AS English cricket hits its lowest point for 80 years, we pick through the dying embers of the Ashes debacle. ON September 12, 2005, English cricket heralded a new dawn at The Oval.

After 16 long years of hurt, Michael Vaughan and his team of heroes reclaimed the urn that had almost taken up roots in the colonies.

Drinking binges, mass celebrations and street parties swept the national as honours were lavished upon the national team. Great.

But as England supped the champagne of celebration and gorged on the kebab of delusion and over-hype in Blighty, the Aussies went home and began to prepare for the next encounter.

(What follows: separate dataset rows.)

//! Test fixtures for default ACL scenarios
//!
//! Each fixture builds the declarative attributes of one acceptance step.
//! Subnet placement that belongs to other resources (such as moving subnets
//! to a custom ACL) is done on the [`crate::MockVpc`] before the step runs.

use vpc_acl_reconcile::{DefaultAclConfig, Rule, RuleBlock};
use vpc_acl_types::{AclId, Direction, IpPrefix, Protocol, RuleAction, SubnetId};

/// `protocol = -1, rule_no = 100, action = "allow", cidr_block = "0.0.0.0/0"`
pub fn allow_all_block() -> RuleBlock {
    RuleBlock {
        protocol: Protocol::All,
        rule_no: 100,
        action: RuleAction::Allow,
        cidr_block: IpPrefix::any_ipv4(),
        from_port: 0,
        to_port: 0,
    }
}

/// The allow-all egress entry a new default ACL is seeded with
pub fn default_egress_entry() -> Rule {
    Rule::allow_all(Direction::Egress, 100)
}

/// No rules and no subnets: every seeded entry should go
pub fn basic(acl_id: &AclId) -> DefaultAclConfig {
    DefaultAclConfig::new(acl_id.clone())
}

/// The provider's seeded allow-all entries, declared explicitly
pub fn basic_default_rules(acl_id: &AclId) -> DefaultAclConfig {
    DefaultAclConfig {
        ingress: vec![allow_all_block()],
        egress: vec![allow_all_block()],
        ..DefaultAclConfig::new(acl_id.clone())
    }
}

/// Deny all traffic in both directions
pub fn deny(acl_id: &AclId) -> DefaultAclConfig {
    DefaultAclConfig {
        ingress_deny: true,
        egress_deny: true,
        ..DefaultAclConfig::new(acl_id.clone())
    }
}

/// Deny all ingress traffic, declare nothing for egress
pub fn deny_ingress(acl_id: &AclId) -> DefaultAclConfig {
    DefaultAclConfig {
        ingress_deny: true,
        ..DefaultAclConfig::new(acl_id.clone())
    }
}

/// Deny both directions and claim two subnets
pub fn subnets(acl_id: &AclId, one: &SubnetId, two: &SubnetId) -> DefaultAclConfig {
    DefaultAclConfig {
        subnet_ids: vec![one.clone(), two.clone()],
        ..deny(acl_id)
    }
}

/// Subnets dropped from the declaration without being reassigned
pub fn subnets_remove(acl_id: &AclId) -> DefaultAclConfig {
    deny(acl_id)
}

/// Subnets dropped from the declaration after another ACL claimed them
pub fn subnets_move(acl_id: &AclId) -> DefaultAclConfig {
    deny(acl_id)
}
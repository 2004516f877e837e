//! Common types for VPC network ACL management.
//!
//! This crate provides type-safe representations of the primitives that make
//! up a network ACL entry and its attachments:
//!
//! - [`IpPrefix`]: IPv4/IPv6 network prefixes (CIDR notation)
//! - [`AclId`] / [`SubnetId`]: provider resource identifiers
//! - [`Direction`]: ingress or egress
//! - [`Protocol`]: IP protocol number, or `-1` for all traffic
//! - [`RuleAction`]: allow or deny

mod entry;
mod id;
mod ip;

pub use entry::{Direction, Protocol, RuleAction};
pub use id::{AclId, SubnetId};
pub use ip::{IpAddress, IpPrefix};

/// Common error type for parsing failures.
#[derive(Debug, Clone, PartialEq, Eq, thiserror::Error)]
pub enum ParseError {
    #[error("invalid IP address format: {0}")]
    InvalidIpAddress(String),

    #[error("invalid CIDR block: {0}")]
    InvalidIpPrefix(String),

    #[error("invalid network ACL id: {0} (expected acl-<hex>)")]
    InvalidAclId(String),

    #[error("invalid subnet id: {0} (expected subnet-<hex>)")]
    InvalidSubnetId(String),

    #[error("invalid rule direction: {0}")]
    InvalidDirection(String),

    #[error("invalid protocol: {0}")]
    InvalidProtocol(String),

    #[error("invalid rule action: {0} (must be allow or deny)")]
    InvalidRuleAction(String),
}
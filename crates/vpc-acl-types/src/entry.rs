//! Network ACL entry field types.

use crate::ParseError;
use serde::{Deserialize, Serialize};
use std::fmt;
use std::str::FromStr;

/// Traffic direction an ACL entry applies to.
#[derive(Debug, Clone, Copy, PartialEq, Eq, Hash, PartialOrd, Ord, Serialize, Deserialize)]
#[serde(rename_all = "lowercase")]
pub enum Direction {
    /// Traffic entering the subnet.
    Ingress,
    /// Traffic leaving the subnet.
    Egress,
}

impl Direction {
    /// Both directions, ingress first.
    pub const ALL: [Direction; 2] = [Direction::Ingress, Direction::Egress];

    /// Maps the provider's `egress` flag onto a direction.
    pub const fn from_egress(egress: bool) -> Self {
        if egress {
            Direction::Egress
        } else {
            Direction::Ingress
        }
    }

    /// Returns true for egress.
    pub const fn is_egress(&self) -> bool {
        matches!(self, Direction::Egress)
    }

    pub const fn as_str(&self) -> &'static str {
        match self {
            Direction::Ingress => "ingress",
            Direction::Egress => "egress",
        }
    }
}

impl fmt::Display for Direction {
    fn fmt(&self, f: &mut fmt::Formatter<'_>) -> fmt::Result {
        f.write_str(self.as_str())
    }
}

impl FromStr for Direction {
    type Err = ParseError;

    fn from_str(s: &str) -> Result<Self, Self::Err> {
        match s.to_lowercase().as_str() {
            "ingress" => Ok(Direction::Ingress),
            "egress" => Ok(Direction::Egress),
            _ => Err(ParseError::InvalidDirection(s.to_string())),
        }
    }
}

/// Whether matching traffic is allowed or denied.
#[derive(Debug, Clone, Copy, PartialEq, Eq, Hash, PartialOrd, Ord, Serialize, Deserialize)]
#[serde(rename_all = "lowercase")]
pub enum RuleAction {
    Allow,
    Deny,
}

impl fmt::Display for RuleAction {
    fn fmt(&self, f: &mut fmt::Formatter<'_>) -> fmt::Result {
        match self {
            RuleAction::Allow => write!(f, "allow"),
            RuleAction::Deny => write!(f, "deny"),
        }
    }
}

impl FromStr for RuleAction {
    type Err = ParseError;

    fn from_str(s: &str) -> Result<Self, Self::Err> {
        match s.to_lowercase().as_str() {
            "allow" => Ok(RuleAction::Allow),
            "deny" => Ok(RuleAction::Deny),
            _ => Err(ParseError::InvalidRuleAction(s.to_string())),
        }
    }
}

/// IP protocol matched by an ACL entry.
///
/// The provider reports protocols as decimal strings with `-1` meaning all
/// traffic. Configuration may also use a protocol name or a bare integer;
/// every spelling canonicalises to the numeric form, so `"tcp"`, `"6"` and
/// `6` compare equal.
#[derive(Debug, Clone, Copy, PartialEq, Eq, Hash, PartialOrd, Ord, Serialize, Deserialize)]
#[serde(try_from = "ProtocolRepr", into = "String")]
pub enum Protocol {
    /// All protocols (`-1`).
    All,
    /// A specific IP protocol number.
    Number(u8),
}

impl Protocol {
    pub const ICMP: Protocol = Protocol::Number(1);
    pub const TCP: Protocol = Protocol::Number(6);
    pub const UDP: Protocol = Protocol::Number(17);
    pub const ICMPV6: Protocol = Protocol::Number(58);

    /// Returns the provider's numeric code (`-1` for all).
    pub const fn code(&self) -> i16 {
        match self {
            Protocol::All => -1,
            Protocol::Number(n) => *n as i16,
        }
    }

    pub fn from_code(code: i64) -> Result<Self, ParseError> {
        match code {
            -1 => Ok(Protocol::All),
            0..=255 => Ok(Protocol::Number(code as u8)),
            _ => Err(ParseError::InvalidProtocol(code.to_string())),
        }
    }
}

impl fmt::Display for Protocol {
    fn fmt(&self, f: &mut fmt::Formatter<'_>) -> fmt::Result {
        write!(f, "{}", self.code())
    }
}

impl FromStr for Protocol {
    type Err = ParseError;

    fn from_str(s: &str) -> Result<Self, Self::Err> {
        let s = s.trim();
        match s.to_lowercase().as_str() {
            "all" | "-1" => Ok(Protocol::All),
            "icmp" => Ok(Protocol::ICMP),
            "tcp" => Ok(Protocol::TCP),
            "udp" => Ok(Protocol::UDP),
            "icmpv6" => Ok(Protocol::ICMPV6),
            other => {
                let code: i64 = other
                    .parse()
                    .map_err(|_| ParseError::InvalidProtocol(s.to_string()))?;
                Protocol::from_code(code)
            }
        }
    }
}

/// Accepts both `protocol = -1` and `protocol = "tcp"`.
#[derive(Deserialize)]
#[serde(untagged)]
enum ProtocolRepr {
    Code(i64),
    Name(String),
}

impl TryFrom<ProtocolRepr> for Protocol {
    type Error = ParseError;

    fn try_from(repr: ProtocolRepr) -> Result<Self, Self::Error> {
        match repr {
            ProtocolRepr::Code(code) => Protocol::from_code(code),
            ProtocolRepr::Name(name) => name.parse(),
        }
    }
}

impl From<Protocol> for String {
    fn from(protocol: Protocol) -> String {
        protocol.to_string()
    }
}
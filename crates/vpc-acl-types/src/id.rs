//! Provider resource identifiers.
//!
//! Identifiers are `<prefix>-<suffix>` where the suffix is a non-empty run
//! of lowercase ASCII alphanumerics (`acl-0a1b2c3d`, `subnet-5e6f7a8b`).

use crate::ParseError;
use serde::{Deserialize, Serialize};
use std::fmt;
use std::str::FromStr;

fn has_valid_suffix(s: &str, prefix: &str) -> bool {
    match s.strip_prefix(prefix) {
        Some(suffix) => {
            !suffix.is_empty()
                && suffix
                    .chars()
                    .all(|c| c.is_ascii_digit() || c.is_ascii_lowercase())
        }
        None => false,
    }
}

macro_rules! resource_id {
    ($(#[$meta:meta])* $name:ident, $prefix:literal, $err:ident) => {
        $(#[$meta])*
        #[derive(Debug, Clone, PartialEq, Eq, Hash, PartialOrd, Ord, Serialize, Deserialize)]
        #[serde(try_from = "String", into = "String")]
        pub struct $name(String);

        impl $name {
            /// Identifier prefix, including the separator.
            pub const PREFIX: &'static str = $prefix;

            /// Parses and validates an identifier.
            pub fn new(id: impl Into<String>) -> Result<Self, ParseError> {
                let id = id.into();
                if has_valid_suffix(&id, Self::PREFIX) {
                    Ok(Self(id))
                } else {
                    Err(ParseError::$err(id))
                }
            }

            /// Returns the identifier as a string slice.
            pub fn as_str(&self) -> &str {
                &self.0
            }
        }

        impl fmt::Display for $name {
            fn fmt(&self, f: &mut fmt::Formatter<'_>) -> fmt::Result {
                f.write_str(&self.0)
            }
        }

        impl FromStr for $name {
            type Err = ParseError;

            fn from_str(s: &str) -> Result<Self, Self::Err> {
                Self::new(s.trim())
            }
        }

        impl TryFrom<String> for $name {
            type Error = ParseError;

            fn try_from(s: String) -> Result<Self, Self::Error> {
                Self::new(s)
            }
        }

        impl From<$name> for String {
            fn from(id: $name) -> String {
                id.0
            }
        }

        impl AsRef<str> for $name {
            fn as_ref(&self) -> &str {
                &self.0
            }
        }
    };
}

resource_id!(
    /// Identifier of a network ACL (`acl-...`).
    AclId,
    "acl-",
    InvalidAclId
);

resource_id!(
    /// Identifier of a subnet (`subnet-...`).
    SubnetId,
    "subnet-",
    InvalidSubnetId
);
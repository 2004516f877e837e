//! Live view of a network ACL as reported by the provider.

use serde::{Deserialize, Serialize};
use std::collections::BTreeSet;
use vpc_acl_types::{AclId, Direction, SubnetId};

use crate::rule::Rule;

/// A point-in-time read of one network ACL. Owned by the provider; the
/// reconciler only reads it.
#[derive(Debug, Clone, PartialEq, Eq, Serialize, Deserialize)]
pub struct AclSnapshot {
    pub id: AclId,
    #[serde(default)]
    pub rules: Vec<Rule>,
    #[serde(default)]
    pub associations: BTreeSet<SubnetId>,
}

impl AclSnapshot {
    pub fn new(id: AclId) -> Self {
        Self {
            id,
            rules: Vec::new(),
            associations: BTreeSet::new(),
        }
    }

    pub fn with_rules(mut self, rules: Vec<Rule>) -> Self {
        self.rules = rules;
        self
    }

    pub fn with_associations<I>(mut self, subnets: I) -> Self
    where
        I: IntoIterator<Item = SubnetId>,
    {
        self.associations = subnets.into_iter().collect();
        self
    }

    /// Rules for one direction, in listing order.
    pub fn rules_for(&self, direction: Direction) -> impl Iterator<Item = &Rule> {
        self.rules.iter().filter(move |r| r.direction == direction)
    }

    pub fn rule_count(&self) -> usize {
        self.rules.len()
    }

    pub fn association_count(&self) -> usize {
        self.associations.len()
    }
}
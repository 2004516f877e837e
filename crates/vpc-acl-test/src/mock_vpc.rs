//! In-memory VPC for acceptance tests
//!
//! Models just enough of a provider to exercise the reconciler end to end:
//! a default network ACL seeded the way the provider seeds it, optional
//! custom ACLs, and subnets that are always associated with exactly one ACL.

use async_trait::async_trait;
use std::collections::BTreeMap;
use std::sync::{Mutex, MutexGuard, PoisonError};
use tracing::debug;
use vpc_acl_reconcile::{
    AclApplier, AclOperation, AclSnapshot, AclSource, ReconcileError, ReconcileResult, Rule,
    DEFAULT_BASELINE_RULE_NUMBER,
};
use vpc_acl_types::{AclId, Direction, SubnetId};

/// Rule number of the allow-all entries a new default ACL starts with
pub const SEEDED_ALLOW_RULE_NUMBER: u16 = 100;

#[derive(Debug)]
struct VpcState {
    default_acl: AclId,
    acls: BTreeMap<AclId, Vec<Rule>>,
    subnets: BTreeMap<SubnetId, AclId>,
    release_target: Option<AclId>,
    applied: Vec<AclOperation>,
    next_id: u32,
}

impl VpcState {
    fn allocate(&mut self) -> u32 {
        self.next_id += 1;
        self.next_id
    }

    fn rules_mut(&mut self, acl_id: &AclId) -> ReconcileResult<&mut Vec<Rule>> {
        self.acls
            .get_mut(acl_id)
            .ok_or_else(|| ReconcileError::not_found(acl_id.clone()))
    }
}

/// A single VPC with its default network ACL
#[derive(Debug)]
pub struct MockVpc {
    state: Mutex<VpcState>,
    baseline_rule_number: u16,
}

impl MockVpc {
    /// Create a VPC whose default ACL allows all traffic in both directions
    pub fn new() -> ReconcileResult<Self> {
        let default_acl = AclId::new("acl-00000001")?;
        let mut acls = BTreeMap::new();
        acls.insert(
            default_acl.clone(),
            vec![
                Rule::allow_all(Direction::Ingress, SEEDED_ALLOW_RULE_NUMBER),
                Rule::allow_all(Direction::Egress, SEEDED_ALLOW_RULE_NUMBER),
                Rule::deny_all(Direction::Ingress, DEFAULT_BASELINE_RULE_NUMBER),
                Rule::deny_all(Direction::Egress, DEFAULT_BASELINE_RULE_NUMBER),
            ],
        );

        Ok(Self {
            state: Mutex::new(VpcState {
                default_acl,
                acls,
                subnets: BTreeMap::new(),
                release_target: None,
                applied: Vec::new(),
                next_id: 1,
            }),
            baseline_rule_number: DEFAULT_BASELINE_RULE_NUMBER,
        })
    }

    fn state(&self) -> MutexGuard<'_, VpcState> {
        self.state.lock().unwrap_or_else(PoisonError::into_inner)
    }

    /// Id of the VPC's default network ACL
    pub fn default_acl_id(&self) -> AclId {
        self.state().default_acl.clone()
    }

    /// Create a custom network ACL holding only the baseline entries
    pub fn create_network_acl(&self) -> ReconcileResult<AclId> {
        let mut state = self.state();
        let acl_id = AclId::new(format!("acl-{:08x}", state.allocate()))?;
        state.acls.insert(
            acl_id.clone(),
            vec![
                Rule::deny_all(Direction::Ingress, self.baseline_rule_number),
                Rule::deny_all(Direction::Egress, self.baseline_rule_number),
            ],
        );
        Ok(acl_id)
    }

    /// Create a subnet; new subnets attach to the default ACL
    pub fn create_subnet(&self) -> ReconcileResult<SubnetId> {
        let mut state = self.state();
        let subnet_id = SubnetId::new(format!("subnet-{:08x}", state.allocate()))?;
        let default_acl = state.default_acl.clone();
        state.subnets.insert(subnet_id.clone(), default_acl);
        Ok(subnet_id)
    }

    /// Replace a subnet's association, as another ACL resource would
    pub fn associate(&self, subnet_id: &SubnetId, acl_id: &AclId) -> ReconcileResult<()> {
        let mut state = self.state();
        if !state.acls.contains_key(acl_id) {
            return Err(ReconcileError::not_found(acl_id.clone()));
        }
        match state.subnets.get_mut(subnet_id) {
            Some(owner) => {
                *owner = acl_id.clone();
                Ok(())
            }
            None => Err(ReconcileError::remote(
                "associate",
                format!("subnet {} does not exist", subnet_id),
            )),
        }
    }

    /// ACL that released subnets move to; release fails while unset
    pub fn set_release_target(&self, acl_id: Option<AclId>) {
        self.state().release_target = acl_id;
    }

    /// ACL a subnet is currently associated with
    pub fn association_of(&self, subnet_id: &SubnetId) -> Option<AclId> {
        self.state().subnets.get(subnet_id).cloned()
    }

    /// Current state of one ACL
    pub fn snapshot(&self, acl_id: &AclId) -> ReconcileResult<AclSnapshot> {
        let state = self.state();
        let rules = state
            .acls
            .get(acl_id)
            .ok_or_else(|| ReconcileError::not_found(acl_id.clone()))?;
        let associations = state
            .subnets
            .iter()
            .filter(|(_, owner)| *owner == acl_id)
            .map(|(subnet, _)| subnet.clone());

        Ok(AclSnapshot::new(acl_id.clone())
            .with_rules(rules.clone())
            .with_associations(associations))
    }

    /// Every operation applied so far, in order
    pub fn applied_operations(&self) -> Vec<AclOperation> {
        self.state().applied.clone()
    }

    fn apply_one(
        &self,
        state: &mut VpcState,
        acl_id: &AclId,
        operation: &AclOperation,
    ) -> ReconcileResult<()> {
        match operation {
            AclOperation::DeleteEntry {
                direction,
                rule_number,
            } => {
                if *rule_number == self.baseline_rule_number {
                    return Err(ReconcileError::remote(
                        "delete_entry",
                        format!("{} entry #{} is a default entry", direction, rule_number),
                    ));
                }
                let rules = state.rules_mut(acl_id)?;
                let before = rules.len();
                rules.retain(|r| !(r.direction == *direction && r.rule_number == *rule_number));
                if rules.len() == before {
                    return Err(ReconcileError::remote(
                        "delete_entry",
                        format!("{} entry #{} does not exist", direction, rule_number),
                    ));
                }
            }
            AclOperation::CreateEntry(rule) => {
                let rules = state.rules_mut(acl_id)?;
                if rules
                    .iter()
                    .any(|r| r.direction == rule.direction && r.rule_number == rule.rule_number)
                {
                    return Err(ReconcileError::remote(
                        "create_entry",
                        format!(
                            "{} entry #{} already exists",
                            rule.direction, rule.rule_number
                        ),
                    ));
                }
                rules.push(rule.clone());
            }
            AclOperation::ClaimSubnet { subnet_id } => {
                if !state.acls.contains_key(acl_id) {
                    return Err(ReconcileError::not_found(acl_id.clone()));
                }
                let owner = state.subnets.get_mut(subnet_id).ok_or_else(|| {
                    ReconcileError::remote(
                        "claim_subnet",
                        format!("subnet {} does not exist", subnet_id),
                    )
                })?;
                *owner = acl_id.clone();
            }
            AclOperation::ReleaseSubnet { subnet_id } => {
                let target = state.release_target.clone().ok_or_else(|| {
                    ReconcileError::remote(
                        "release_subnet",
                        format!("no ACL to move subnet {} to", subnet_id),
                    )
                })?;
                match state.subnets.get_mut(subnet_id) {
                    Some(owner) if owner == acl_id => *owner = target,
                    _ => {
                        return Err(ReconcileError::remote(
                            "release_subnet",
                            format!("subnet {} is not associated with {}", subnet_id, acl_id),
                        ))
                    }
                }
            }
        }

        state.applied.push(operation.clone());
        Ok(())
    }
}

#[async_trait]
impl AclSource for MockVpc {
    async fn describe_network_acl(&self, acl_id: &AclId) -> ReconcileResult<AclSnapshot> {
        self.snapshot(acl_id)
    }
}

#[async_trait]
impl AclApplier for MockVpc {
    async fn apply_operations(
        &self,
        acl_id: &AclId,
        operations: &[AclOperation],
    ) -> ReconcileResult<()> {
        let mut state = self.state();
        for operation in operations {
            debug!("Applying {} to {}", operation, acl_id);
            self.apply_one(&mut state, acl_id, operation)?;
        }
        Ok(())
    }
}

And just over a year later, how different the picture looks after a 5-0 series "Greenwash".

And unfortunately, the tourists did everything they could to help them get it back.

Poor judgement and blinding incompetence have been the hallmarks of England's 2006/07 Ashes tour.

From the distinct lack of preparation prior to the series (a charge still denied by everyone attached to the England side) and a bewildering selection policy (remember Fletcher calling Monty Panesar the best finger spinner in world cricket' before dropping him for a bloke who hadn't played in a year?) But then there was the performances. Oh Lord, there was the performances.

From the very first ball of the series, England looked like rabbits in the headlights.

And maybe, if you were like me, you will have feared the worst as soon as Steve Harmison's first ball plopped into Andrew Flintoff's hands at second slip.

There were high points but all to few and far between. The top and bottom of it was that England weren't good enough.

Andrew Flintoff wasn't fit and his tactics were lacking at times. The England batsmen weren't prepared to dig in and fight to defend their wickets and the bowlers weren't able to put the ball in the right areas often enough. All that adds up to a 5-0 drubbing.

In my eyes, the final result doesn't matter. We lost and that's all that counts. The series was over before the turn of the year and the result probably means more to Glen McGrath than it does to anyone else.

How many times had he bragged the Aussies would win an Ashes series 5-0?

What's important now is how we recover.

Changes have to be made to the way the England side is selected and how young players are brought up through the ranks. English cricket needs to be fighting fit come the 2009 series because at the moment it's flabby and still hungover following the party of 2005. That has to be what the next couple of years build up to.

But, thankfully, the Aussies will be a much-changed and much weaker side than the one that has just battered us Down Under.

The Aussies have had the outrageous good fortune to have had some of the greatest players ever to have played the game in the same team at the same time and these freaks - I mean that in the nicest possible way - won't be easy to replace.

My spies Down Under will claim that the colonials have talent to burn. Poppycock!

If they were good enough they'd already be in because that's the Australian way.

But England needs to get its own house in order and learn the lessons of this Ashes debacle to make sure it never happens again.